Task requirements
Beneath this instruction is a block of data; output from it exactly the lines that run from the one containing "Server side: homomorphic" through the one containing "if query.len() != database.len()", inclusive.

***** Information provided

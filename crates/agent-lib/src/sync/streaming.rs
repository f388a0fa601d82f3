//! Delivery of backlogged snapshots to the relay
//!
//! The loop owns one outbound stream and moves it through explicit link
//! states:
//!
//! ```text
//! Disconnected -> Connecting -> Connected
//!                  ^      |        |
//!                  |      v        | send failure
//!                  Backoff         v
//!                              Disconnected
//! ```
//!
//! Cancellation moves any state to `Terminated`.

use super::buffer::SharedBacklog;
use super::client::{OutboundStream, StreamOpener};
use crate::error::AgentError;
use crate::health::HealthRegistry;
use crate::models::Snapshot;
use crate::observability::{AgentMetrics, StructuredLogger};
use std::fmt;
use std::time::Duration;
use tokio::time::{interval, sleep, MissedTickBehavior};
use tokio_util::sync::CancellationToken;
use tracing::{debug, info, warn};

/// Exponential reconnect delay: initial, doubling, capped
#[derive(Debug, Clone)]
pub struct Backoff {
    initial: Duration,
    max: Duration,
    current: Option<Duration>,
}

impl Default for Backoff {
    fn default() -> Self {
        Self::new(Duration::from_secs(1), Duration::from_secs(30))
    }
}

impl Backoff {
    pub fn new(initial: Duration, max: Duration) -> Self {
        Self {
            initial: initial.min(max),
            max,
            current: None,
        }
    }

    /// Delay before the next attempt after one more consecutive failure
    pub fn next_delay(&mut self) -> Duration {
        let next = match self.current {
            None => self.initial,
            Some(current) => current.saturating_mul(2).min(self.max),
        };
        self.current = Some(next);
        next
    }

    /// Forget past failures after a successful connect
    pub fn reset(&mut self) {
        self.current = None;
    }
}

/// Link to the relay
pub enum Link {
    Disconnected,
    Connecting,
    Backoff(Duration),
    Connected(Box<dyn OutboundStream>),
    Terminated,
}

/// Payload-free view of [`Link`]
#[derive(Debug, Clone, Copy, PartialEq, Eq)]
pub enum LinkState {
    Disconnected,
    Connecting,
    Backoff,
    Connected,
    Terminated,
}

impl Link {
    pub fn state(&self) -> LinkState {
        match self {
            Link::Disconnected => LinkState::Disconnected,
            Link::Connecting => LinkState::Connecting,
            Link::Backoff(_) => LinkState::Backoff,
            Link::Connected(_) => LinkState::Connected,
            Link::Terminated => LinkState::Terminated,
        }
    }
}

impl fmt::Display for LinkState {
    fn fmt(&self, f: &mut fmt::Formatter<'_>) -> fmt::Result {
        let name = match self {
            LinkState::Disconnected => "disconnected",
            LinkState::Connecting => "connecting",
            LinkState::Backoff => "backoff",
            LinkState::Connected => "connected",
            LinkState::Terminated => "terminated",
        };
        f.write_str(name)
    }
}

/// Configuration for the delivery loop
#[derive(Debug, Clone)]
pub struct DeliveryConfig {
    /// Tick interval (default: 5 seconds)
    pub interval: Duration,
    /// First reconnect delay (default: 1 second)
    pub initial_backoff: Duration,
    /// Reconnect delay cap (default: 30 seconds)
    pub max_backoff: Duration,
}

impl Default for DeliveryConfig {
    fn default() -> Self {
        Self {
            interval: Duration::from_secs(5),
            initial_backoff: Duration::from_secs(1),
            max_backoff: Duration::from_secs(30),
        }
    }
}

/// Streams backlogged snapshots to the relay on a fixed cadence
pub struct DeliveryLoop<O: StreamOpener> {
    opener: O,
    backlog: SharedBacklog<Snapshot>,
    link: Link,
    backoff: Backoff,
    config: DeliveryConfig,
    metrics: AgentMetrics,
    logger: StructuredLogger,
    health: Option<HealthRegistry>,
}

impl<O: StreamOpener> DeliveryLoop<O> {
    pub fn new(opener: O, backlog: SharedBacklog<Snapshot>, config: DeliveryConfig) -> Self {
        Self {
            opener,
            backlog,
            link: Link::Disconnected,
            backoff: Backoff::new(config.initial_backoff, config.max_backoff),
            config,
            metrics: AgentMetrics::new(),
            logger: StructuredLogger::new("local"),
            health: None,
        }
    }

    pub fn with_health(mut self, health: HealthRegistry) -> Self {
        self.health = Some(health);
        self
    }

    pub fn with_logger(mut self, logger: StructuredLogger) -> Self {
        self.logger = logger;
        self
    }

    pub fn state(&self) -> LinkState {
        self.link.state()
    }

    /// Run until `cancel` fires, then close any open stream
    pub async fn run(mut self, cancel: CancellationToken) {
        info!(
            interval_secs = self.config.interval.as_secs(),
            "Starting delivery loop"
        );

        let mut ticker = interval(self.config.interval);
        ticker.set_missed_tick_behavior(MissedTickBehavior::Delay);

        loop {
            tokio::select! {
                _ = cancel.cancelled() => break,
                _ = ticker.tick() => {}
            }

            let state = self.tick(None, &cancel).await;
            let buffered = self.observe(state);
            if let Some(health) = &self.health {
                health.record_link(state, buffered).await;
            }
            if state == LinkState::Terminated {
                break;
            }
        }

        self.shutdown().await;
    }

    /// One delivery cycle: connect, drain the backlog, then send `fresh`
    ///
    /// Stops at the first send failure; the failed snapshot goes back to
    /// the front of the backlog and nothing after it is attempted.
    pub async fn tick(&mut self, fresh: Option<Snapshot>, cancel: &CancellationToken) -> LinkState {
        if !self.connect(cancel).await || !self.drain(cancel).await {
            if let Some(snapshot) = fresh {
                self.append(snapshot);
            }
            return self.state();
        }

        if let Some(snapshot) = fresh {
            self.send(snapshot, cancel).await;
        }
        self.state()
    }

    /// Drive the link until it is connected; false when cancelled first
    pub async fn connect(&mut self, cancel: &CancellationToken) -> bool {
        loop {
            match std::mem::replace(&mut self.link, Link::Disconnected) {
                Link::Connected(stream) => {
                    self.link = Link::Connected(stream);
                    return true;
                }
                Link::Terminated => {
                    self.link = Link::Terminated;
                    return false;
                }
                Link::Disconnected => self.transition(Link::Connecting),
                Link::Connecting => {
                    self.link = Link::Connecting;
                    self.metrics.inc_reconnect_attempts();
                    let opened = tokio::select! {
                        biased;
                        _ = cancel.cancelled() => None,
                        result = self.opener.open() => Some(result),
                    };

                    match opened {
                        None => self.transition(Link::Terminated),
                        Some(Ok(stream)) => {
                            self.backoff.reset();
                            self.transition(Link::Connected(stream));
                        }
                        Some(Err(e)) => {
                            let delay = self.backoff.next_delay();
                            warn!(
                                error = %e,
                                retry_in_ms = delay.as_millis() as u64,
                                "Unable to open relay stream"
                            );
                            self.transition(Link::Backoff(delay));
                        }
                    }
                }
                Link::Backoff(delay) => {
                    self.link = Link::Backoff(delay);
                    let cancelled = tokio::select! {
                        biased;
                        _ = cancel.cancelled() => true,
                        _ = sleep(delay) => false,
                    };
                    if cancelled {
                        self.transition(Link::Terminated);
                    } else {
                        self.transition(Link::Connecting);
                    }
                }
            }
        }
    }

    /// Pop and send until the backlog is empty; false on failure or cancel
    async fn drain(&mut self, cancel: &CancellationToken) -> bool {
        loop {
            if cancel.is_cancelled() {
                return false;
            }
            let Some(snapshot) = self.backlog.pop() else {
                return true;
            };
            if !self.send(snapshot, cancel).await {
                return false;
            }
        }
    }

    /// Send one snapshot on the open stream, requeueing it on failure
    async fn send(&mut self, snapshot: Snapshot, cancel: &CancellationToken) -> bool {
        let Link::Connected(stream) = &mut self.link else {
            self.requeue(snapshot);
            return false;
        };

        let outcome = tokio::select! {
            biased;
            _ = cancel.cancelled() => None,
            result = stream.send(&snapshot) => Some(result),
        };

        match outcome {
            Some(Ok(())) => {
                self.metrics.inc_snapshots_sent();
                debug!(
                    snapshot_timestamp = snapshot.timestamp,
                    backlog_len = self.backlog.len(),
                    "Snapshot sent"
                );
                true
            }
            Some(Err(e)) => {
                warn!(error = %e, "Relay send failed, discarding stream");
                self.metrics.inc_send_failures();
                self.transition(Link::Disconnected);
                self.requeue(snapshot);
                false
            }
            None => {
                self.requeue(snapshot);
                false
            }
        }
    }

    fn requeue(&self, snapshot: Snapshot) {
        if let Err(snapshot) = self.backlog.requeue(snapshot) {
            let err = AgentError::BacklogOverflow {
                timestamp: snapshot.timestamp,
            };
            warn!(error = %err, "Dropping unsent snapshot");
            self.metrics.inc_snapshots_dropped("requeue_overflow");
            self.logger
                .log_snapshot_dropped(snapshot.timestamp, "requeue_overflow");
        }
    }

    fn append(&self, snapshot: Snapshot) {
        if let Some(evicted) = self.backlog.add(snapshot) {
            self.metrics.inc_snapshots_dropped("overwritten");
            self.logger
                .log_snapshot_dropped(evicted.timestamp, "overwritten");
        }
    }

    fn transition(&mut self, next: Link) {
        let from = self.link.state();
        let to = next.state();
        self.link = next;

        if from != to {
            self.logger.log_link_transition(from, to);
        }
        self.metrics.set_relay_connected(to == LinkState::Connected);
    }

    fn observe(&self, state: LinkState) -> usize {
        let buffered = self.backlog.len();
        self.metrics
            .set_backlog(buffered as i64, self.backlog.capacity() as i64);
        self.logger
            .log_delivery_status(state == LinkState::Connected, buffered);
        buffered
    }

    /// Close the open stream, if any, and wait for the acknowledgment
    pub async fn shutdown(&mut self) {
        let link = std::mem::replace(&mut self.link, Link::Terminated);
        if let Link::Connected(mut stream) = link {
            match stream.close().await {
                Ok(ack) => info!(ack = %ack, "Relay stream closed"),
                Err(e) => warn!(error = %e, "Relay stream closed without acknowledgment"),
            }
        }
        self.metrics.set_relay_connected(false);
        info!(
            backlog_len = self.backlog.len(),
            "Delivery loop stopped"
        );
    }
}

#[cfg(test)]
mod tests {
    use super::*;

    #[test]
    fn test_backoff_doubles_and_caps() {
        let mut backoff = Backoff::default();
        let delays: Vec<u64> = (0..8).map(|_| backoff.next_delay().as_secs()).collect();
        assert_eq!(delays, vec![1, 2, 4, 8, 16, 30, 30, 30]);
    }

    #[test]
    fn test_backoff_reset() {
        let mut backoff = Backoff::default();
        backoff.next_delay();
        backoff.next_delay();
        backoff.reset();
        assert_eq!(backoff.next_delay(), Duration::from_secs(1));
    }

    #[test]
    fn test_backoff_initial_above_cap() {
        let mut backoff = Backoff::new(Duration::from_secs(60), Duration::from_secs(30));
        assert_eq!(backoff.next_delay(), Duration::from_secs(30));
    }

    #[test]
    fn test_delivery_config_default() {
        let config = DeliveryConfig::default();
        assert_eq!(config.interval, Duration::from_secs(5));
        assert_eq!(config.max_backoff, Duration::from_secs(30));
    }

    #[test]
    fn test_link_state_display() {
        assert_eq!(LinkState::Backoff.to_string(), "backoff");
        assert_eq!(Link::Terminated.state(), LinkState::Terminated);
    }
}
//! # Single-server PIR
//!
//! Selection-vector private information retrieval on top of the additive homomorphism.
//! The client encrypts the unit vector `e_index`; the server folds it against its
//! database as `Σ Enc(e_i) · db[i]`, which decrypts to `db[index]` without the server
//! learning `index`.

use crate::ciphertext::Ciphertext;
use crate::errors::DJCryptoError;
use crate::keypair::{PublicKey, SecretKey};

use num_bigint::BigUint;
use num_traits::{One, Zero};
use rand::{CryptoRng, RngCore};
use tracing::debug;

/// Client side: encrypts the selection vector for `index` over a database of `db_len` rows.
pub fn query<R>(
    public_key: &PublicKey,
    index: usize,
    db_len: usize,
    s: u32,
    rng: &mut R,
) -> Result<Ciphertext, DJCryptoError>
where
    R: CryptoRng + RngCore + ?Sized,
{
    if index >= db_len {
        return Err(DJCryptoError::IndexOutOfRange { index, len: db_len });
    }

    let selection: Vec<BigUint> = (0..db_len)
        .map(|i| {
            if i == index {
                BigUint::one()
            } else {
                BigUint::zero()
            }
        })
        .collect();

    public_key.encrypt(&selection, s, rng)
}

/// Server side: homomorphic inner product of the query with `database`.
///
/// Rows must be below `n^s` of the query's key to come back intact.
pub fn answer<R>(
    query: &Ciphertext,
    database: &[BigUint],
    rng: &mut R,
) -> Result<Ciphertext, DJCryptoError>
where
    R: CryptoRng + RngCore + ?Sized,
{
    if query.len() != database.len() {
        return Err(DJCryptoError::LengthMismatch(format!(
            "Query selects among {} rows, database has {}",
            query.len(),
            database.len()
        )));
    }

    debug!(rows = database.len(), s = query.s(), "answering PIR query");

    // Start from a fresh Enc(0) so the answer is re-randomized even for an empty fold.
    let mut accumulator = query
        .public_key()
        .encrypt(&[BigUint::zero()], query.s(), rng)?;

    for (i, row) in database.iter().enumerate() {
        let term = query.select(i)?.scalar_multiply(row);
        accumulator = accumulator.add(&term)?;
    }

    Ok(accumulator)
}

/// Client side: decrypts the single slot of a PIR answer.
pub fn decode(secret_key: &SecretKey, answer: &Ciphertext) -> Result<BigUint, DJCryptoError> {
    if answer.len() != 1 {
        return Err(DJCryptoError::LengthMismatch(format!(
            "A PIR answer holds exactly one slot, got {}",
            answer.len()
        )));
    }

    secret_key
        .decrypt(answer)?
        .into_iter()
        .next()
        .ok_or_else(|| DJCryptoError::LengthMismatch("Empty PIR answer".to_string()))
}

**********

Written reply
/// Server side: homomorphic inner product of the query with `database`.
///
/// Rows must be below `n^s` of the query's key to come back intact.
pub fn answer<R>(
    query: &Ciphertext,
    database: &[BigUint],
    rng: &mut R,
) -> Result<Ciphertext, DJCryptoError>
where
    R: CryptoRng + RngCore + ?Sized,
{
    if query.len() != database.len() {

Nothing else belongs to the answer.